▸ **Aim of the exercise**
Your output should be the line with "pub mod sanitize;" followed by every remaining line of the entries, reproduced exactly.

Data extracted from a collection
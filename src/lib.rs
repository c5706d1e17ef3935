//! Security State Core for the CRM backend.
//!
//! Every sensitive mutating request passes through this crate before
//! business logic runs: a hash-chained audit trail, a dual-backed login
//! lockout tracker, a duplicate-request guard, and the classification
//! and sanitization feeding them. HTTP routing, domain entities, and the
//! rest of the application integrate through the public surface
//! re-exported here.

pub mod audit;
pub mod classify;
pub mod config;
pub mod dedup;
pub mod error;
pub mod lockout;
pub mod sanitize;
pub mod store;

pub use audit::{
    genesis_hash, verify_segment, Actor, AuditEntry, AuditSink, FileAuditSink,
    HashChainAuditTrail, RequestSnapshot, ResponseSnapshot,
};
pub use classify::{SecurityEventClassifier, Severity};
pub use config::SecurityConfig;
pub use dedup::{request_signature, DuplicateRequestGuard};
pub use error::SecurityError;
pub use lockout::{FailureOutcome, LockSource, LockStatus, LockoutTracker};
pub use sanitize::{Sanitizer, REDACTION_MARKER};
//! Application services layer.

pub mod catalog;
pub mod error;
pub mod jobs;
pub mod repos;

▸ **Solution to the exercise**
pub mod sanitize;
pub mod store;

pub use audit::{
    genesis_hash, verify_segment, Actor, AuditEntry, AuditSink, FileAuditSink,
    HashChainAuditTrail, RequestSnapshot, ResponseSnapshot,
};
pub use classify::{SecurityEventClassifier, Severity};
pub use config::SecurityConfig;
pub use dedup::{request_signature, DuplicateRequestGuard};
pub use error::SecurityError;
pub use lockout::{FailureOutcome, LockSource, LockStatus, LockoutTracker};
pub use sanitize::{Sanitizer, REDACTION_MARKER};
//! Application services layer.

pub mod catalog;
pub mod error;
pub mod jobs;
pub mod repos;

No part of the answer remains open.